Mit dieser maximal subjektiven Perspektive bleibt der Ton immer leicht, direkt und sehr unverstellt. Das heißt nicht, dass alles leicht zu ertragen ist. Immerhin spielt es zu einem großen Teil in den Slums von Kingston, Jamaica. Da ist fast nichts leicht. Die dort leben, versuchen dennoch, ihr Leben leicht zu nehmen, und wenn als Gang-Boss dazugehört, ins verfeindete Wohngebiet zu fahren und einen Haufen Männer, Frauen und Kinder zu erschießen, fällt ihm selbst das nicht schwer.
Der Mordanschlag an Bob Marley 1976 ist das Epizentrum dieses Romans, der sich irgendwie in alle Personen und Geschichten einschreibt, obwohl er im Buch nur einen kleinen Teil einnimmt. Aber immer wieder nehmen die Akteure aus verschiedenen Blickwinkeln Bezug darauf, weil dieser mit seiner Musik, seiner Religiosität als Rastafari, aber vor allem mit seinem Aussöhnungsversuch sehr viel Einfluss in dieser Zeit hatte, in der das Buch spielt. Er galt dabei fast als Heiliger, als unangreifbar. Deshalb war der Angriff aus sein Haus, in dem neben Musikern auch Gang-Bosse und sogar Politiker verkehrten, als solcher Schock für viele Jamaicaner.

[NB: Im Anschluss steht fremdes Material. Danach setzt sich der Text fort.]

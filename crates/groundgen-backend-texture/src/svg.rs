//! Vector document composition for cell layers.
//!
//! A document covers `size x size` centimetres. The viewBox spans the
//! unpadded lattice region, so wrap padding falls outside the image.

use std::fmt::Write as _;
use std::path::{Path, PathBuf};

use crate::cells::{Cell, CellTexture};
use crate::error::GenerateError;
use crate::point::{ColorRgb, Point2, Point3, Point4};

/// Centimetres per inch.
const CM_PER_INCH: f64 = 2.54;

/// Radius of the debug center markers, in user units.
const CENTER_MARKER_RADIUS: f64 = 70.0;

/// What is painted behind the cells.
#[derive(Debug, Clone, PartialEq, Default)]
pub enum Background {
    /// Transparent; rasterizes as black.
    #[default]
    None,
    Color(ColorRgb),
    /// Repeating image pattern.
    Texture(PathBuf),
}

/// Layout and styling of a composed document.
#[derive(Debug, Clone)]
pub struct SvgOptions {
    /// Image size in centimetres (and lattice cells).
    pub size: [usize; 2],
    /// Lattice units per cell.
    pub scale: f64,
    /// Top-left corner of the viewBox in lattice units.
    pub offset: Point2,
    pub dpi: f64,
    /// Color of a cell at height 0.
    pub foreground: ColorRgb,
    /// Color of a cell at height 255, and of the gaps unless textured.
    pub background_color: ColorRgb,
    pub background: Background,
    /// Draw a red marker on every cell's site.
    pub render_center: bool,
    /// Disable anti-aliasing, for binary masks.
    pub crisp_edges: bool,
}

/// A composed SVG document and its raster size.
#[derive(Debug, Clone, PartialEq, Eq)]
pub struct SvgDocument {
    pub width: u32,
    pub height: u32,
    pub text: String,
}

/// Pixel size of a `size` centimetre image at `dpi`.
pub fn image_size(size: [usize; 2], dpi: f64) -> (u32, u32) {
    let ppcm = dpi / CM_PER_INCH;
    let px = |cm: usize| (cm as f64 * ppcm + 0.5).floor() as u32;
    (px(size[0]), px(size[1]))
}

/// Color for height `z`, interpolated from `foreground` at 0 towards
/// `background` at 255.
pub fn z_color(foreground: &ColorRgb, background: &ColorRgb, z: f64) -> ColorRgb {
    let z = z.clamp(0.0, 255.0).trunc();
    foreground.lerp(background, z / 255.0)
}

/// Composes the document for `cells`.
///
/// Fails with [`GenerateError::Io`] when a texture image cannot be read.
pub fn compose(cells: &[Cell], options: &SvgOptions) -> Result<SvgDocument, GenerateError> {
    let (width, height) = image_size(options.size, options.dpi);
    let view_box = Point4::new(
        options.offset.x,
        options.offset.y,
        options.size[0] as f64 * options.scale,
        options.size[1] as f64 * options.scale,
    );

    let mut defs = String::new();
    let mut body = String::new();

    let background_fill = match &options.background {
        Background::None => None,
        Background::Color(color) => Some(color.to_hex()),
        Background::Texture(file) => {
            let texture = CellTexture {
                file: file.clone(),
                rotation: 0,
            };
            defs.push_str(&texture_pattern("tex-background", &texture, options)?);
            Some("url(#tex-background)".to_string())
        }
    };
    if let Some(fill) = background_fill {
        let (origin, extent) = (view_box.xy(), view_box.zw());
        let _ = writeln!(
            body,
            r#"<rect x="{}" y="{}" width="{}" height="{}" fill="{}"/>"#,
            origin.x, origin.y, extent.x, extent.y, fill
        );
    }

    for (i, cell) in cells.iter().enumerate() {
        if cell.is_empty() {
            continue;
        }
        let fill = if let Some(texture) = &cell.texture {
            let id = format!("tex{}", i);
            defs.push_str(&texture_pattern(&id, texture, options)?);
            format!("url(#{})", id)
        } else if !cell.is_slanted {
            match &cell.color {
                Some(color) => color.to_hex(),
                None => z_color(&options.foreground, &options.background_color, cell.center.z)
                    .to_hex(),
            }
        } else {
            let id = format!("grad{}", i);
            defs.push_str(&slant_gradient(&id, cell, options));
            format!("url(#{})", id)
        };
        body.push_str(&cell_path(&cell.polygon, &fill));
        if options.render_center {
            let _ = writeln!(
                body,
                r##"<circle fill="#f00" stroke="none" cx="{}" cy="{}" r="{}"/>"##,
                cell.center.x, cell.center.y, CENTER_MARKER_RADIUS
            );
        }
    }

    let mut text = String::with_capacity(defs.len() + body.len() + 512);
    text.push_str("<?xml version='1.0' encoding='UTF-8' standalone='no'?>\n");
    let _ = write!(
        text,
        r#"<svg xmlns="http://www.w3.org/2000/svg" xmlns:xlink="http://www.w3.org/1999/xlink" width="{}" height="{}" viewBox="{} {} {} {}""#,
        width, height, view_box.x, view_box.y, view_box.z, view_box.w
    );
    if options.crisp_edges {
        text.push_str(r#" shape-rendering="crispEdges""#);
    }
    text.push_str(">\n<defs>\n");
    text.push_str(&defs);
    text.push_str("</defs>\n");
    text.push_str(&body);
    text.push_str("</svg>\n");

    Ok(SvgDocument {
        width,
        height,
        text,
    })
}

fn cell_path(polygon: &[Point3], fill: &str) -> String {
    let mut d = String::new();
    for (i, p) in polygon.iter().enumerate() {
        let _ = write!(d, "{} {},{} ", if i == 0 { "M" } else { "L" }, p.x, p.y);
    }
    d.push('Z');
    format!("<path fill=\"{}\" d=\"{}\"/>\n", fill, d)
}

/// The lowest and highest vertex of a slanted cell, with x and y normalized
/// into their common bounding box (0.5 on a flat axis).
fn normalized_z_bounds(cell: &Cell) -> (Point3, Point3) {
    let Some((low, high)) = cell.z_bounds() else {
        return (Point3::new(0.5, 0.5, 0.0), Point3::new(0.5, 0.5, 0.0));
    };
    let normalize = |a: f64, b: f64| -> (f64, f64) {
        let (min, max) = (a.min(b), a.max(b));
        let range = max - min;
        if range == 0.0 {
            (0.5, 0.5)
        } else {
            ((a - min) / range, (b - min) / range)
        }
    };
    let (lx, hx) = normalize(low.x, high.x);
    let (ly, hy) = normalize(low.y, high.y);
    (Point3::new(lx, ly, low.z), Point3::new(hx, hy, high.z))
}

fn slant_gradient(id: &str, cell: &Cell, options: &SvgOptions) -> String {
    let (low, high) = normalized_z_bounds(cell);
    let color = |z: f64| z_color(&options.foreground, &options.background_color, z).to_hex();
    format!(
        concat!(
            "<linearGradient id=\"{}\" x1=\"{}\" y1=\"{}\" x2=\"{}\" y2=\"{}\">\n",
            "\t<stop offset=\"0\" stop-color=\"{}\"/>\n",
            "\t<stop offset=\"1\" stop-color=\"{}\"/>\n",
            "</linearGradient>\n"
        ),
        id,
        low.x,
        low.y,
        high.x,
        high.y,
        color(low.z),
        color(high.z)
    )
}

/// A repeating pattern of the texture image, sized from its pixel size and
/// rotated about the tile center.
fn texture_pattern(
    id: &str,
    texture: &CellTexture,
    options: &SvgOptions,
) -> Result<String, GenerateError> {
    let file = resolve_texture(&texture.file)?;
    let (px_w, px_h) = image::image_dimensions(&file)?;
    let w = px_w.saturating_sub(1).max(1) as f64 * options.scale / options.dpi;
    let h = px_h.saturating_sub(1).max(1) as f64 * options.scale / options.dpi;
    let href = xml_escape(&file.to_string_lossy());
    Ok(format!(
        concat!(
            "<pattern id=\"{id}\" width=\"{w}\" height=\"{h}\" patternUnits=\"userSpaceOnUse\" ",
            "patternTransform=\"rotate({rot} {cx} {cy})\">\n",
            "\t<image xlink:href=\"{href}\" width=\"{w}\" height=\"{h}\" preserveAspectRatio=\"none\"/>\n",
            "</pattern>\n"
        ),
        id = id,
        w = w,
        h = h,
        rot = texture.rotation,
        cx = w / 2.0,
        cy = h / 2.0,
        href = href
    ))
}

fn resolve_texture(file: &Path) -> Result<PathBuf, GenerateError> {
    Ok(std::fs::canonicalize(file)?)
}

fn xml_escape(text: &str) -> String {
    let mut out = String::with_capacity(text.len());
    for c in text.chars() {
        match c {
            '&' => out.push_str("&amp;"),
            '<' => out.push_str("&lt;"),
            '>' => out.push_str("&gt;"),
            '"' => out.push_str("&quot;"),
            '\'' => out.push_str("&apos;"),
            _ => out.push(c),
        }
    }
    out
}

#[cfg(test)]
mod tests {
    use super::*;

    fn options() -> SvgOptions {
        SvgOptions {
            size: [2, 2],
            scale: 1000.0,
            offset: Point2::new(1000.0, 1000.0),
            dpi: 254.0,
            foreground: ColorRgb::white(),
            background_color: ColorRgb::black(),
            background: Background::Color(ColorRgb::black()),
            render_center: false,
            crisp_edges: false,
        }
    }

    fn square_cell(z: f64) -> Cell {
        let polygon = vec![
            Point3::new(1200.0, 1200.0, z),
            Point3::new(1800.0, 1200.0, z),
            Point3::new(1800.0, 1800.0, z),
            Point3::new(1200.0, 1800.0, z),
            Point3::new(1200.0, 1200.0, z),
        ];
        Cell::new(Point3::new(1500.0, 1500.0, z), polygon)
    }

    #[test]
    fn test_image_size() {
        // 100 px per cm.
        assert_eq!(image_size([2, 3], 254.0), (200, 300));
        // 10 cm at 288 dpi: 1133.86 + 0.5
        assert_eq!(image_size([10, 10], 288.0), (1134, 1134));
    }

    #[test]
    fn test_z_color() {
        let fg = ColorRgb::white();
        let bg = ColorRgb::black();
        assert_eq!(z_color(&fg, &bg, 0.0).to_hex(), "#ffffff");
        assert_eq!(z_color(&fg, &bg, 255.0).to_hex(), "#000000");
        assert_eq!(z_color(&fg, &bg, 400.0).to_hex(), "#000000");
        assert_eq!(z_color(&fg, &bg, -3.0).to_hex(), "#ffffff");
        assert_eq!(z_color(&fg, &bg, 100.0).to_hex(), "#9b9b9b");
    }

    #[test]
    fn test_compose_header_and_background() {
        let doc = compose(&[], &options()).unwrap();
        assert_eq!((doc.width, doc.height), (200, 200));
        assert!(doc.text.contains(r#"viewBox="1000 1000 2000 2000""#));
        assert!(doc
            .text
            .contains(r##"<rect x="1000" y="1000" width="2000" height="2000" fill="#000000"/>"##));
        assert!(!doc.text.contains("crispEdges"));
    }

    #[test]
    fn test_compose_flat_cells() {
        let mut colored = square_cell(0.0);
        colored.color = Some(ColorRgb::from_rgb8([1, 2, 3]));
        let mut empty = square_cell(0.0);
        empty.polygon.clear();
        let cells = vec![square_cell(255.0), colored, empty];

        let doc = compose(&cells, &options()).unwrap();
        assert_eq!(doc.text.matches("<path").count(), 2);
        assert!(doc.text.contains(r##"<path fill="#000000" d="M 1200,1200 L 1800,1200"##));
        assert!(doc.text.contains(r##"fill="#010203""##));
    }

    #[test]
    fn test_compose_slanted_gradient() {
        let mut cell = square_cell(0.0);
        cell.polygon[2].z = 200.0;
        cell.is_slanted = true;
        let doc = compose(&[cell], &options()).unwrap();
        assert!(doc
            .text
            .contains(r#"<linearGradient id="grad0" x1="0" y1="0" x2="1" y2="1">"#));
        assert!(doc.text.contains(r##"<stop offset="0" stop-color="#ffffff"/>"##));
        assert!(doc.text.contains(r#"fill="url(#grad0)""#));
    }

    #[test]
    fn test_compose_crisp_edges_and_markers() {
        let mut opts = options();
        opts.crisp_edges = true;
        opts.render_center = true;
        opts.background = Background::None;
        let doc = compose(&[square_cell(0.0)], &opts).unwrap();
        assert!(doc.text.contains(r#"shape-rendering="crispEdges""#));
        assert!(doc
            .text
            .contains(r##"<circle fill="#f00" stroke="none" cx="1500" cy="1500" r="70"/>"##));
        assert!(!doc.text.contains("<rect"));
    }

    #[test]
    fn test_missing_texture_is_io_error() {
        let mut cell = square_cell(0.0);
        cell.texture = Some(CellTexture {
            file: PathBuf::from("does/not/exist.png"),
            rotation: 10,
        });
        let err = compose(&[cell], &options()).unwrap_err();
        assert!(matches!(err, GenerateError::Io(_)));
    }

    #[test]
    fn test_texture_pattern_size() {
        let dir = tempfile::tempdir().unwrap();
        let file = dir.path().join("stone.png");
        image::RgbImage::new(255, 128).save(&file).unwrap();

        let mut cell = square_cell(0.0);
        cell.texture = Some(CellTexture {
            file: file.clone(),
            rotation: 90,
        });
        let doc = compose(&[cell], &options()).unwrap();
        // (255 - 1) * 1000 / 254 = 1000, (128 - 1) * 1000 / 254 = 500
        assert!(doc
            .text
            .contains(r#"<pattern id="tex0" width="1000" height="500" patternUnits="userSpaceOnUse" patternTransform="rotate(90 500 250)">"#));
        assert!(doc.text.contains(r#"fill="url(#tex0)""#));
    }

    #[test]
    fn test_xml_escape() {
        assert_eq!(xml_escape(r#"a&b<"c">'"#), "a&amp;b&lt;&quot;c&quot;&gt;&apos;");
    }
}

Die radikal subjektive Erzählweise macht es auch möglich, um dieses Epizentrum herum den jeweiligen Personen zu folgen, deren Leben teilweise ineinander verstrickt sind. Es sind vor allem Menschen, deren Leben nicht einfach ist zwischen Gangkriegen, Drogen, Armut, Korruption, Kommunismusangst und Staatsversagen.
Und deren Leben und Erleben in so krassem Widerspruch steht zu dem paradiesischen Mythos Jamaica. Ein fantastisches, vielfarbiges, radikales Buch.